» REQUIRED ACTION: Print exactly what the entries say, line by line, from the first line down to the one with "mod features;", inclusive.

» RECORDS SUPPLIED:

-- -- --

use axum::{Router, routing::get};
use storage::Database;
use tower_http::{cors::CorsLayer, trace::TraceLayer};
use utoipa::OpenApi;
use utoipa_swagger_ui::SwaggerUi;

pub mod config;
pub mod error;
mod extract;
mod features;

use features::{athletes, categories, health, training_centers};

#[derive(OpenApi)]
#[openapi(
    paths(
        athletes::handlers::create_athlete,
        athletes::handlers::list_athletes,
        athletes::handlers::get_athlete,
        athletes::handlers::update_athlete,
        athletes::handlers::delete_athlete,
        categories::handlers::create_category,
        categories::handlers::list_categories,
        categories::handlers::get_category,
        training_centers::handlers::create_training_center,
        training_centers::handlers::list_training_centers,
        training_centers::handlers::get_training_center,
        health::health_check,
    ),
    components(
        schemas(
            storage::dto::athlete::CreateAthleteRequest,
            storage::dto::athlete::UpdateAthleteRequest,
            storage::dto::athlete::AthleteResponse,
            storage::dto::athlete::AthleteSummary,
            storage::dto::athlete::NameRef,
            storage::dto::category::CreateCategoryRequest,
            storage::dto::category::CategoryResponse,
            storage::dto::training_center::CreateTrainingCenterRequest,
            storage::dto::training_center::TrainingCenterResponse,
        )
    ),
    tags(
        (name = "atletas", description = "Athlete registration endpoints"),
        (name = "categorias", description = "Category lookup endpoints"),
        (name = "centros_treinamento", description = "Training center lookup endpoints"),
        (name = "health", description = "Service health"),
    )
)]
pub struct ApiDoc;

/// Builds the application router with all resources, API docs and middleware.
pub fn app(db: Database) -> Router {
    Router::new()
        .route("/health", get(health::health_check))
        .merge(athletes::routes::routes())
        .merge(categories::routes::routes())
        .merge(training_centers::routes::routes())
        .merge(SwaggerUi::new("/swagger-ui").url("/api-docs/openapi.json", ApiDoc::openapi()))
        .layer(TraceLayer::new_for_http())
        .layer(CorsLayer::permissive())
        .with_state(db)
}
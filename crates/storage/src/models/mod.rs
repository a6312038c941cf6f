mod athlete;
mod category;
mod training_center;

pub use athlete::{Athlete, AthleteSummaryRow, AthleteWithRelations};
pub use category::Category;
pub use training_center::TrainingCenter;
mod common;

use axum::http::{Method, StatusCode};
use serde_json::json;

use common::{athlete_count, athlete_payload, create_athlete, seeded_app, send};

#[tokio::test]
async fn create_echoes_fields_and_references() {
    let app = seeded_app().await;

    let (status, body) = send(
        &app,
        Method::POST,
        "/atletas/",
        Some(athlete_payload("Ana", "12345678900")),
    )
    .await;

    assert_eq!(status, StatusCode::CREATED);
    assert!(body["id"].as_str().is_some_and(|id| uuid::Uuid::parse_str(id).is_ok()));
    assert!(body["created_at"].is_string());
    assert_eq!(body["nome"], "Ana");
    assert_eq!(body["cpf"], "12345678900");
    assert_eq!(body["idade"], 28);
    assert_eq!(body["peso"], 60.5);
    assert_eq!(body["altura"], 1.65);
    assert_eq!(body["sexo"], "F");
    assert_eq!(body["categoria"], json!({ "nome": "Elite" }));
    assert_eq!(body["centro_treinamento"], json!({ "nome": "Centro A" }));
}

#[tokio::test]
async fn create_without_trailing_slash_is_routed() {
    let app = seeded_app().await;

    let (status, _) = send(
        &app,
        Method::POST,
        "/atletas",
        Some(athlete_payload("Ana", "12345678900")),
    )
    .await;

    assert_eq!(status, StatusCode::CREATED);
}

#[tokio::test]
async fn create_with_unknown_category_persists_nothing() {
    let app = seeded_app().await;
    let before = athlete_count(&app).await;

    let mut payload = athlete_payload("Ana", "12345678900");
    payload["categoria"] = json!({ "nome": "Iniciante" });
    let (status, body) = send(&app, Method::POST, "/atletas/", Some(payload)).await;

    assert_eq!(status, StatusCode::BAD_REQUEST);
    assert_eq!(body["error"], "Categoria não encontrada.");
    assert_eq!(athlete_count(&app).await, before);
}

#[tokio::test]
async fn create_with_unknown_training_center_persists_nothing() {
    let app = seeded_app().await;

    let mut payload = athlete_payload("Ana", "12345678900");
    payload["centro_treinamento"] = json!({ "nome": "Centro Z" });
    let (status, body) = send(&app, Method::POST, "/atletas/", Some(payload)).await;

    assert_eq!(status, StatusCode::BAD_REQUEST);
    assert_eq!(body["error"], "Centro de treinamento não encontrado.");
    assert_eq!(athlete_count(&app).await, 0);
}

#[tokio::test]
async fn duplicate_cpf_conflicts_and_keeps_one_row() {
    let app = seeded_app().await;
    create_athlete(&app, "Ana", "12345678900").await;

    let (status, body) = send(
        &app,
        Method::POST,
        "/atletas/",
        Some(athlete_payload("Beatriz", "12345678900")),
    )
    .await;

    assert_eq!(status, StatusCode::CONFLICT);
    assert_eq!(
        body["error"],
        "Já existe um atleta cadastrado com o cpf: 12345678900"
    );
    assert_eq!(athlete_count(&app).await, 1);
}

#[tokio::test]
async fn invalid_payload_is_rejected_with_details() {
    let app = seeded_app().await;

    let mut payload = athlete_payload("Ana", "123");
    payload["peso"] = json!(-1.0);
    let (status, body) = send(&app, Method::POST, "/atletas/", Some(payload)).await;

    assert_eq!(status, StatusCode::BAD_REQUEST);
    assert_eq!(body["error"], "Validation failed");
    let details: Vec<&str> = body["details"]
        .as_array()
        .unwrap()
        .iter()
        .filter_map(|d| d.as_str())
        .collect();
    assert!(details.iter().any(|d| d.starts_with("cpf:")));
    assert!(details.iter().any(|d| d.starts_with("peso:")));
    assert_eq!(athlete_count(&app).await, 0);
}

#[tokio::test]
async fn missing_field_is_a_json_bad_request() {
    let app = seeded_app().await;

    let mut payload = athlete_payload("Ana", "12345678900");
    payload.as_object_mut().unwrap().remove("cpf");
    let (status, body) = send(&app, Method::POST, "/atletas/", Some(payload)).await;

    assert_eq!(status, StatusCode::BAD_REQUEST);
    assert!(body["error"].as_str().is_some_and(|msg| msg.contains("cpf")));
    assert_eq!(athlete_count(&app).await, 0);
}

#[tokio::test]
async fn mistyped_field_is_a_json_bad_request() {
    let app = seeded_app().await;

    let mut payload = athlete_payload("Ana", "12345678900");
    payload["idade"] = json!("x");
    let (status, body) = send(&app, Method::POST, "/atletas/", Some(payload)).await;

    assert_eq!(status, StatusCode::BAD_REQUEST);
    assert!(body["error"].as_str().is_some_and(|msg| msg.contains("idade")));
}

#[tokio::test]
async fn patch_with_mistyped_field_is_a_json_bad_request() {
    let app = seeded_app().await;
    let created = create_athlete(&app, "Ana", "12345678900").await;
    let id = created["id"].as_str().unwrap();

    let (status, body) = send(
        &app,
        Method::PATCH,
        &format!("/atletas/{id}"),
        Some(json!({ "peso": "pesado" })),
    )
    .await;

    assert_eq!(status, StatusCode::BAD_REQUEST);
    assert!(body["error"].is_string());
}

#[tokio::test]
async fn get_returns_created_fields() {
    let app = seeded_app().await;
    let created = create_athlete(&app, "Ana", "12345678900").await;
    let id = created["id"].as_str().unwrap();

    let (status, body) = send(&app, Method::GET, &format!("/atletas/{id}"), None).await;

    assert_eq!(status, StatusCode::OK);
    assert_eq!(body, created);
}

#[tokio::test]
async fn get_unknown_id_is_not_found() {
    let app = seeded_app().await;
    let id = uuid::Uuid::new_v4();

    let (status, body) = send(&app, Method::GET, &format!("/atletas/{id}"), None).await;

    assert_eq!(status, StatusCode::NOT_FOUND);
    assert_eq!(body["error"], format!("Atleta não encontrado no id: {id}"));
}

#[tokio::test]
async fn get_malformed_id_is_bad_request() {
    let app = seeded_app().await;

    let (status, body) = send(&app, Method::GET, "/atletas/not-a-uuid", None).await;

    assert_eq!(status, StatusCode::BAD_REQUEST);
    assert!(body["error"].as_str().is_some_and(|msg| !msg.is_empty()));
}

#[tokio::test]
async fn patch_changes_only_sent_fields() {
    let app = seeded_app().await;
    let created = create_athlete(&app, "Ana", "12345678900").await;
    let id = created["id"].as_str().unwrap();

    let (status, body) = send(
        &app,
        Method::PATCH,
        &format!("/atletas/{id}"),
        Some(json!({ "peso": 80 })),
    )
    .await;

    assert_eq!(status, StatusCode::OK);
    assert_eq!(body["peso"], 80.0);
    assert_eq!(body["nome"], "Ana");
    assert_eq!(body["idade"], 28);
    assert_eq!(body["categoria"], json!({ "nome": "Elite" }));
    assert_eq!(body["id"], created["id"]);
    assert_eq!(body["created_at"], created["created_at"]);

    let (_, reloaded) = send(&app, Method::GET, &format!("/atletas/{id}"), None).await;
    assert_eq!(reloaded, body);
}

#[tokio::test]
async fn patch_ignores_category_changes() {
    let app = seeded_app().await;
    let created = create_athlete(&app, "Ana", "12345678900").await;
    let id = created["id"].as_str().unwrap();

    let (status, body) = send(
        &app,
        Method::PATCH,
        &format!("/atletas/{id}"),
        Some(json!({ "categoria": { "nome": "Outra" }, "idade": 30 })),
    )
    .await;

    assert_eq!(status, StatusCode::OK);
    assert_eq!(body["idade"], 30);
    assert_eq!(body["categoria"], json!({ "nome": "Elite" }));
}

#[tokio::test]
async fn patch_unknown_id_is_not_found() {
    let app = seeded_app().await;
    let id = uuid::Uuid::new_v4();

    let (status, _) = send(
        &app,
        Method::PATCH,
        &format!("/atletas/{id}"),
        Some(json!({ "peso": 80 })),
    )
    .await;

    assert_eq!(status, StatusCode::NOT_FOUND);
}

#[tokio::test]
async fn patch_to_taken_cpf_conflicts() {
    let app = seeded_app().await;
    create_athlete(&app, "Ana", "12345678900").await;
    let other = create_athlete(&app, "Bia", "98765432100").await;
    let id = other["id"].as_str().unwrap();

    let (status, _) = send(
        &app,
        Method::PATCH,
        &format!("/atletas/{id}"),
        Some(json!({ "cpf": "12345678900" })),
    )
    .await;

    assert_eq!(status, StatusCode::CONFLICT);
}

#[tokio::test]
async fn delete_then_get_is_not_found() {
    let app = seeded_app().await;
    let created = create_athlete(&app, "Ana", "12345678900").await;
    let uri = format!("/atletas/{}", created["id"].as_str().unwrap());

    let (status, body) = send(&app, Method::DELETE, &uri, None).await;
    assert_eq!(status, StatusCode::NO_CONTENT);
    assert!(body.is_null());

    let (status, _) = send(&app, Method::GET, &uri, None).await;
    assert_eq!(status, StatusCode::NOT_FOUND);

    let (status, _) = send(&app, Method::DELETE, &uri, None).await;
    assert_eq!(status, StatusCode::NOT_FOUND);
}

#[tokio::test]
async fn list_filters_by_name_substring_case_insensitively() {
    let app = seeded_app().await;
    create_athlete(&app, "Ana Souza", "11111111111").await;
    create_athlete(&app, "Mariana", "22222222222").await;
    create_athlete(&app, "Carlos", "33333333333").await;

    let (status, body) = send(&app, Method::GET, "/atletas/?nome=aNa", None).await;

    assert_eq!(status, StatusCode::OK);
    assert_eq!(body["total"], 2);
    assert_eq!(
        body["items"],
        json!([
            { "nome": "Ana Souza", "categoria": "Elite", "centro_treinamento": "Centro A" },
            { "nome": "Mariana", "categoria": "Elite", "centro_treinamento": "Centro A" }
        ])
    );
}

#[tokio::test]
async fn list_filters_by_exact_cpf() {
    let app = seeded_app().await;
    create_athlete(&app, "Ana", "11111111111").await;
    create_athlete(&app, "Bia", "22222222222").await;

    let (_, body) = send(&app, Method::GET, "/atletas/?cpf=22222222222", None).await;
    assert_eq!(body["total"], 1);
    assert_eq!(body["items"][0]["nome"], "Bia");

    let (_, body) = send(&app, Method::GET, "/atletas/?cpf=2222222222", None).await;
    assert_eq!(body["total"], 0);
}

#[tokio::test]
async fn list_paginates_with_metadata() {
    let app = seeded_app().await;
    for (i, name) in ["Ana", "Bia", "Caio", "Davi", "Eva"].iter().enumerate() {
        create_athlete(&app, name, &format!("{:011}", i + 1)).await;
    }

    let (status, body) = send(&app, Method::GET, "/atletas/?page=3&size=2", None).await;

    assert_eq!(status, StatusCode::OK);
    assert_eq!(body["total"], 5);
    assert_eq!(body["page"], 3);
    assert_eq!(body["size"], 2);
    assert_eq!(body["pages"], 3);
    assert_eq!(
        body["items"],
        json!([{ "nome": "Eva", "categoria": "Elite", "centro_treinamento": "Centro A" }])
    );
}

#[tokio::test]
async fn list_rejects_invalid_page_size() {
    let app = seeded_app().await;

    let (status, body) = send(&app, Method::GET, "/atletas/?size=500", None).await;

    assert_eq!(status, StatusCode::BAD_REQUEST);
    assert_eq!(body["error"], "size must be between 1 and 100");
}

#[tokio::test]
async fn list_rejects_non_numeric_page() {
    let app = seeded_app().await;

    let (status, body) = send(&app, Method::GET, "/atletas/?page=abc", None).await;

    assert_eq!(status, StatusCode::BAD_REQUEST);
    assert!(body["error"].as_str().is_some_and(|msg| msg.contains("query")));
}

#[tokio::test]
async fn list_treats_whitespace_name_as_a_filter() {
    let app = seeded_app().await;
    create_athlete(&app, "Ana Souza", "11111111111").await;
    create_athlete(&app, "Carlos", "22222222222").await;

    let (_, body) = send(&app, Method::GET, "/atletas/?nome=%20", None).await;
    assert_eq!(body["total"], 1);
    assert_eq!(body["items"][0]["nome"], "Ana Souza");

    let (_, body) = send(&app, Method::GET, "/atletas/?nome=", None).await;
    assert_eq!(body["total"], 2);
}

#[tokio::test]
async fn list_name_filter_matches_accented_names() {
    let app = seeded_app().await;
    create_athlete(&app, "ÉRICA", "11111111111").await;

    let (status, body) = send(&app, Method::GET, "/atletas/?nome=%C3%A9rica", None).await;

    assert_eq!(status, StatusCode::OK);
    assert_eq!(body["total"], 1);
    assert_eq!(body["items"][0]["nome"], "ÉRICA");
}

-- -- --

» EXPECTED ANSWER:
use axum::{Router, routing::get};
use storage::Database;
use tower_http::{cors::CorsLayer, trace::TraceLayer};
use utoipa::OpenApi;
use utoipa_swagger_ui::SwaggerUi;

pub mod config;
pub mod error;
mod extract;
mod features;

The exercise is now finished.